-- Record set --
○ ○ ○ ○ ○

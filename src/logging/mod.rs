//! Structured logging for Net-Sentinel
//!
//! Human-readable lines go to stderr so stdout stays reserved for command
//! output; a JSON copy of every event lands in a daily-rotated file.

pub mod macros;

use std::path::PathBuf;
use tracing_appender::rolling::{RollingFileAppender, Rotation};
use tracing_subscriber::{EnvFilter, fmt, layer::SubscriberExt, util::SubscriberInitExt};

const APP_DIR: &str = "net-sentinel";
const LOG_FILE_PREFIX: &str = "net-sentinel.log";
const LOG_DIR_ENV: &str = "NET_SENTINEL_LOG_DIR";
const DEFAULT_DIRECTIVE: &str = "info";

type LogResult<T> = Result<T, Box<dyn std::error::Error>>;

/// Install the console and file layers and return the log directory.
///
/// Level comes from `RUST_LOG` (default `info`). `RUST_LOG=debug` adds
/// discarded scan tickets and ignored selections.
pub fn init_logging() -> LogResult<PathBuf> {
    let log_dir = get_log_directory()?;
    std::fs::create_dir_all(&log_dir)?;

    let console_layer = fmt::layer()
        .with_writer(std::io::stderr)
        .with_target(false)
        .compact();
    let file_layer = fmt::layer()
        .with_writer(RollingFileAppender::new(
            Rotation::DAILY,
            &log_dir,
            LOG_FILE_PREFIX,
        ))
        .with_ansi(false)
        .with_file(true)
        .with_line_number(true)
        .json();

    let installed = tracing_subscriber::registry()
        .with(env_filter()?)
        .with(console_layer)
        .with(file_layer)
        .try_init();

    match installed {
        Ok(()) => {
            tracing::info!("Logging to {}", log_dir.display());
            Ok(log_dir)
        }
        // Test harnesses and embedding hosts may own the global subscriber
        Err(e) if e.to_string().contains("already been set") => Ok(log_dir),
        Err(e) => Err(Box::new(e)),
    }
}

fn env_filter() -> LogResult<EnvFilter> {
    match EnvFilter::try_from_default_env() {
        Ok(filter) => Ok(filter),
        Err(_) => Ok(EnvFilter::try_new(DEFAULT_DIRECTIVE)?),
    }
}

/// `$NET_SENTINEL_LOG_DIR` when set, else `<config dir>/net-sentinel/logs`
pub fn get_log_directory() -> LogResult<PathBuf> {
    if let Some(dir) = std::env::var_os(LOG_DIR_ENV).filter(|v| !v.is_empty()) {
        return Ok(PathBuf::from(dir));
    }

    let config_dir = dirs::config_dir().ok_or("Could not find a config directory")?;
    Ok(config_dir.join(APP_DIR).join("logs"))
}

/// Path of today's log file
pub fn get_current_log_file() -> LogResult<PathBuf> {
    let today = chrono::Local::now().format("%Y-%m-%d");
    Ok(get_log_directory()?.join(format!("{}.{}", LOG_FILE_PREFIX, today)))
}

○ ○ ○ ○ ○

-- What is expected --
Nothing is to be left out. Repeat the whole listing exactly.

-- Expected answer --
filename src/logging/mod.rs
//! Structured logging for Net-Sentinel
//!
//! Human-readable lines go to stderr so stdout stays reserved for command
//! output; a JSON copy of every event lands in a daily-rotated file.

pub mod macros;

use std::path::PathBuf;
use tracing_appender::rolling::{RollingFileAppender, Rotation};
use tracing_subscriber::{EnvFilter, fmt, layer::SubscriberExt, util::SubscriberInitExt};

const APP_DIR: &str = "net-sentinel";
const LOG_FILE_PREFIX: &str = "net-sentinel.log";
const LOG_DIR_ENV: &str = "NET_SENTINEL_LOG_DIR";
const DEFAULT_DIRECTIVE: &str = "info";

type LogResult<T> = Result<T, Box<dyn std::error::Error>>;

/// Install the console and file layers and return the log directory.
///
/// Level comes from `RUST_LOG` (default `info`). `RUST_LOG=debug` adds
/// discarded scan tickets and ignored selections.
pub fn init_logging() -> LogResult<PathBuf> {
    let log_dir = get_log_directory()?;
    std::fs::create_dir_all(&log_dir)?;

    let console_layer = fmt::layer()
        .with_writer(std::io::stderr)
        .with_target(false)
        .compact();
    let file_layer = fmt::layer()
        .with_writer(RollingFileAppender::new(
            Rotation::DAILY,
            &log_dir,
            LOG_FILE_PREFIX,
        ))
        .with_ansi(false)
        .with_file(true)
        .with_line_number(true)
        .json();

    let installed = tracing_subscriber::registry()
        .with(env_filter()?)
        .with(console_layer)
        .with(file_layer)
        .try_init();

    match installed {
        Ok(()) => {
            tracing::info!("Logging to {}", log_dir.display());
            Ok(log_dir)
        }
        // Test harnesses and embedding hosts may own the global subscriber
        Err(e) if e.to_string().contains("already been set") => Ok(log_dir),
        Err(e) => Err(Box::new(e)),
    }
}

fn env_filter() -> LogResult<EnvFilter> {
    match EnvFilter::try_from_default_env() {
        Ok(filter) => Ok(filter),
        Err(_) => Ok(EnvFilter::try_new(DEFAULT_DIRECTIVE)?),
    }
}

/// `$NET_SENTINEL_LOG_DIR` when set, else `<config dir>/net-sentinel/logs`
pub fn get_log_directory() -> LogResult<PathBuf> {
    if let Some(dir) = std::env::var_os(LOG_DIR_ENV).filter(|v| !v.is_empty()) {
        return Ok(PathBuf::from(dir));
    }

    let config_dir = dirs::config_dir().ok_or("Could not find a config directory")?;
    Ok(config_dir.join(APP_DIR).join("logs"))
}

/// Path of today's log file
pub fn get_current_log_file() -> LogResult<PathBuf> {
    let today = chrono::Local::now().format("%Y-%m-%d");
    Ok(get_log_directory()?.join(format!("{}.{}", LOG_FILE_PREFIX, today)))
}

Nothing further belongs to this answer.